Tackle!
- Author: Jilly Cooper
- Language: English
- Series: Rutshire Chronicles
- Genre: Romance, bonkbuster
- Set in: 21st-century England
- Published: 2023 (Transworld)
- Publication place: United Kingdom
- Preceded by: Mount!
- Website: https://www.jillycooper.co.uk/books/tackle/

= Tackle! =

Novel by Jilly Cooper

Tackle! is a 2023 novel by English author Jilly Cooper. It is the eleventh novel in the Rutshire Chronicles series and the last to be published prior to the author's death. It sees the return of Rupert Campbell-Black, this time as the owner of a low division football club, whose fortunes he reverses. The idea for the novel came after Cooper had lunch with football manager Alex Ferguson. The team in the book, Searston Rovers, is based on Cooper's local side Forest Green Rovers. Despite some incredulity at the plot, Rachel Cooke described Cooper's style as "infectiously joyful and funny about her particular brand of very English writing: it comes with a kindliness and a silliness that is beginning to feel to me quite painfully nostalgic". Cleo Watson, writing in The Telegraph, compared the novel to Welcome to Wrexham and Ted Lasso. It was named by The Week as one of its Top Ten Books of 2023.

== Plot ==
Taggie Campbell-Black has breast cancer, her husband is not coping well, and her daughter Bianca wants a reason to come home to look after her mother. Bianca is in a relationship with footballer Feral Jackson, and so persuades her father Rupert Campbell-Black to take over a low division football team and sign Feral to it. The novel then follows the rise of the side, Searston Rovers, who benefit from Rupert's involvement and eventually end up playing at Wembley.

== Background ==
Published in 2023, the novel is the eleventh title in the Rutshire Chronicles series by Jilly Cooper. Set in the world of football, as part of her research for the book Cooper spoke with football managers Tony Adams, Kenny Dalglish and Alex Ferguson. The idea for the novel apparently came after Cooper had lunch with Ferguson years previously. Cooper was given a tour of the St George's Park National Football Centre by Howard Wilkinson; he also introduced her to Gareth Southgate. The team in the book, Searston Rovers, is based on Cooper's local side Forest Green Rovers. She travelled with the team to Wembley in 2016, where they were beaten by Grimsby Town.

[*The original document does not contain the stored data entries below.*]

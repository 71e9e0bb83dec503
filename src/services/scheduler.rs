//! Periodic task scheduler
//!
//! A simple scheduler for running background tasks at regular intervals.
//! Add new tasks by implementing the `PeriodicTask` trait.

use async_trait::async_trait;
use chrono::Utc;
use sea_orm::DatabaseConnection;
use std::time::Duration;
use tokio::task::JoinHandle;
use tokio::time::interval;

use super::invitation::expire_lapsed;

/// Trait for periodic background tasks
#[async_trait]
pub trait PeriodicTask: Send + Sync {
    /// Task name for logging
    fn name(&self) -> &'static str;

    /// How often to run (e.g., every 1 hour)
    fn interval(&self) -> Duration;

    /// Execute the task
    async fn run(&self, db: &DatabaseConnection) -> anyhow::Result<()>;
}

/// Start all periodic tasks
pub fn start_scheduler(db: DatabaseConnection) -> Vec<JoinHandle<()>> {
    let tasks: Vec<Box<dyn PeriodicTask>> = vec![Box::new(InvitationExpiryTask)];

    let handles = tasks
        .into_iter()
        .map(|task| {
            let db = db.clone();
            tokio::spawn(async move {
                run_task(task, db).await;
            })
        })
        .collect();

    tracing::info!("Periodic task scheduler started");
    handles
}

/// Run a single task on its interval
async fn run_task(task: Box<dyn PeriodicTask>, db: DatabaseConnection) {
    let mut ticker = interval(task.interval());

    // Skip the first immediate tick
    ticker.tick().await;

    loop {
        ticker.tick().await;

        tracing::debug!(task = task.name(), "Running periodic task");

        match task.run(&db).await {
            Ok(()) => {
                tracing::debug!(task = task.name(), "Periodic task completed");
            }
            Err(e) => {
                tracing::error!(task = task.name(), error = %e, "Periodic task failed");
            }
        }
    }
}

// ============================================================================
// Invitation Expiry Task
// ============================================================================

/// Writes `expired` for pending invitations past their deadline
pub struct InvitationExpiryTask;

#[async_trait]
impl PeriodicTask for InvitationExpiryTask {
    fn name(&self) -> &'static str {
        "invitation_expiry"
    }

    fn interval(&self) -> Duration {
        Duration::from_secs(60 * 60) // Every hour
    }

    async fn run(&self, db: &DatabaseConnection) -> anyhow::Result<()> {
        let expired = expire_lapsed(db, Utc::now()).await?;

        if expired > 0 {
            tracing::info!(expired, "Expired lapsed invitations");
        }

        Ok(())
    }
}
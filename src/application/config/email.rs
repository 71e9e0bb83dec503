use std::env;

use super::env_flag;

/// SMTP settings for the invitation mailer
#[derive(Debug, Clone)]
pub struct EmailConfig {
    pub smtp_host: Option<String>,
    pub smtp_port: u16,
    pub username: String,
    pub password: String,
    pub from_address: String,
    pub from_name: String,
    pub use_tls: bool,
}

impl EmailConfig {
    pub fn from_env() -> Self {
        Self {
            smtp_host: env::var("TRAINHUB_SMTP_HOST").ok().filter(|h| !h.is_empty()),
            smtp_port: env::var("TRAINHUB_SMTP_PORT")
                .ok()
                .and_then(|p| p.parse().ok())
                .unwrap_or(587),
            username: env::var("TRAINHUB_SMTP_USERNAME").unwrap_or_default(),
            password: env::var("TRAINHUB_SMTP_PASSWORD").unwrap_or_default(),
            from_address: env::var("TRAINHUB_SMTP_FROM_ADDRESS")
                .unwrap_or_else(|_| "no-reply@trainhub.local".to_string()),
            from_name: env::var("TRAINHUB_SMTP_FROM_NAME")
                .unwrap_or_else(|_| "Trainhub".to_string()),
            use_tls: env_flag("TRAINHUB_SMTP_USE_TLS", true),
        }
    }
}
pub mod auth;
pub mod permissions;

pub use auth::require_identity;
pub use auth::AuthenticatedIdentity;
pub use permissions::*;
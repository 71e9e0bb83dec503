pub mod audit;
pub mod invitations;
pub mod users;
pub mod webhooks;

use axum::{
    extract::{FromRequest, FromRequestParts},
    routing::get,
    Json, Router,
};
use utoipa::OpenApi;
use validator::Validate;

use crate::config::CONFIG;
use crate::error::{AppError, Result};
use crate::state::AppState;

#[derive(OpenApi)]
#[openapi(
    info(title = "Trainhub API"),
    paths(
        invitations::create_invitation,
        invitations::list_invitations,
        invitations::cancel_invitation,
        invitations::resend_invitation,
        invitations::validate_invitation,
        invitations::accept_invitation,
        users::get_current_user,
        audit::list_audit_logs,
        webhooks::identity_webhook,
    ),
    components(schemas(
        crate::error::ErrorResponse,
        crate::schemas::CreateInvitationRequest,
        crate::schemas::AcceptInvitationRequest,
        crate::schemas::InvitationResponse,
        crate::schemas::ValidateInvitationResponse,
        crate::schemas::AcceptInvitationResponse,
        crate::schemas::UserResponse,
        crate::schemas::WebhookAck,
        crate::services::audit::AuditLogResponse,
        crate::models::invitation::InvitationStatus,
        crate::models::invitation::InvitationUserData,
        crate::models::user::UserRole,
    )),
    tags(
        (name = "Invitations", description = "Invitation lifecycle"),
        (name = "Users", description = "Application users"),
        (name = "Webhooks", description = "Identity provider events"),
        (name = "Audit", description = "Audit trail")
    )
)]
pub struct ApiDoc;

/// Create the main API router
pub fn create_router(state: AppState) -> Router {
    // Public routes (no auth required)
    let public_routes = Router::new()
        .route("/api/health", get(health_check))
        .route("/api/system/version", get(get_version))
        .route("/api/openapi.json", get(openapi_spec));

    // Each nested router decides which of its routes need an identity
    let api_routes = Router::new()
        .nest(
            "/api/invitations",
            invitations::invitations_routes(state.clone()),
        )
        .nest("/api/users", users::users_routes(state.clone()))
        .nest("/api/audit", audit::audit_routes(state.clone()))
        .nest("/api/webhooks", webhooks::webhooks_routes(state));

    public_routes.merge(api_routes)
}

/// `Json` body extractor that rejects with a `{"detail": ...}` body
#[derive(FromRequest)]
#[from_request(via(axum::Json), rejection(AppError))]
pub struct ApiJson<T>(pub T);

/// `Query` extractor that rejects with a `{"detail": ...}` body
#[derive(FromRequestParts)]
#[from_request(via(axum::extract::Query), rejection(AppError))]
pub struct ApiQuery<T>(pub T);

/// Run `validator` rules and report the first failure message
pub(crate) fn validate_request<T: Validate>(payload: &T) -> Result<()> {
    payload.validate().map_err(|errors| {
        let message = errors
            .field_errors()
            .values()
            .flat_map(|errs| errs.iter())
            .find_map(|e| e.message.as_ref().map(|m| m.to_string()))
            .unwrap_or_else(|| errors.to_string());
        AppError::BadRequest(message)
    })
}

/// Health check endpoint
async fn health_check() -> &'static str {
    "OK"
}

/// Version info endpoint
async fn get_version() -> Json<serde_json::Value> {
    Json(serde_json::json!({
        "version": CONFIG.version,
        "commit_hash": CONFIG.commit_hash,
        "build_time": CONFIG.build_time,
        "backend": "rust"
    }))
}

/// Generated OpenAPI document
async fn openapi_spec() -> Json<utoipa::openapi::OpenApi> {
    Json(ApiDoc::openapi())
}
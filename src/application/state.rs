use std::sync::Arc;

use crate::config::invitations::InvitationConfig;
use crate::db::DbConn;
use crate::services::audit::AuditService;
use crate::services::identity::IdentityProvider;
use crate::services::invitation::InvitationService;
use crate::services::notification::InvitationMailer;
use crate::services::session::SessionVerifier;
use crate::services::webhook::WebhookVerifier;

/// Application state containing all shared resources
#[derive(Clone)]
pub struct AppState {
    pub db: DbConn,
    pub audit: AuditService,
    pub invitations: InvitationService,
    pub session: SessionVerifier,
    /// `None` when no webhook secret is configured; deliveries then fail with 500
    pub webhook: Option<WebhookVerifier>,
}

impl AppState {
    pub fn new(
        db: DbConn,
        mailer: Arc<dyn InvitationMailer>,
        identity: Arc<dyn IdentityProvider>,
        session: SessionVerifier,
        webhook: Option<WebhookVerifier>,
        invitation_config: InvitationConfig,
    ) -> Self {
        let audit = AuditService::new(db.clone());
        let invitations =
            InvitationService::new(db.clone(), audit.clone(), mailer, identity, invitation_config);

        Self {
            db,
            audit,
            invitations,
            session,
            webhook,
        }
    }
}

According to Rachel Cooke, writing in The Guardian, publication was delayed both by sensitivity readers and by an editor who wanted the book to include more sex; it took Cooper 15 months to complete the rewrites. Cooper herself stated that she had found writing sex scenes more difficult as she grew older. She also suggested in an interview with Saga that this novel would be the last to feature Rupert Campbell-Black and his wife Taggie.

== Characters ==

- Rupert Campbell-Black
- Taggie Campbell-Black
- Feral Jackson
- Dora Belvedon

== Reception ==
The book launch was held at Hatchard's in London in November 2023. Upon publication of the book Gareth Southgate sent her a signed England national football team shirt by way of congratulations. Rachel Cooke, reviewing the novel in The Guardian, described a paucity of sex scenes compared to Cooper's earlier novels, and those that were there she described as "lacklustre". Cooke did praise the oral sex that the novel featured. Clare Thorp, reviewing the book for BBC Culture, described the sex as "tamer" than previous works. Moira Redmond, reviewing the novel in The i Paper described the sex scenes as "sweetly raunchy" and praised Cooper for her invention of "Glittoris" - a liquid painted on a clitoris that tasted sweet to those that (find and) taste it. Additionally, Hilary Rose, writing in The Times was charmed by the puns that Cooper uses to describe sex. She also praised the "restraint" shown in Cooper's treatment of Taggie Campbell-Black's breast cancer treatment.

Redmond also stated that although there was an audience of older women waiting to read the bonkbuster, it might also appeal to a younger generation of readers. Despite these positives and what she terms as Cooper's "dashing style, joie de vivre and glittering view of the world", Redmond was critical of Cooper's portrayal of feminists and their depiction in her novels, and some fatphobic writing. Despite some incredulity at the plot, Cooke described Cooper's style as "infectiously joyful and funny about her particular brand of very English writing: it comes with a kindliness and a silliness that is beginning to feel to me quite painfully nostalgic". Cleo Watson, writing in The Telegraph, compared the novel to Welcome to Wrexham and Ted Lasso. She also said she felt "bereft" when she finished reading it.

== Recognition ==
Tackle! was named by The Week as one of its Top Ten Books of 2023.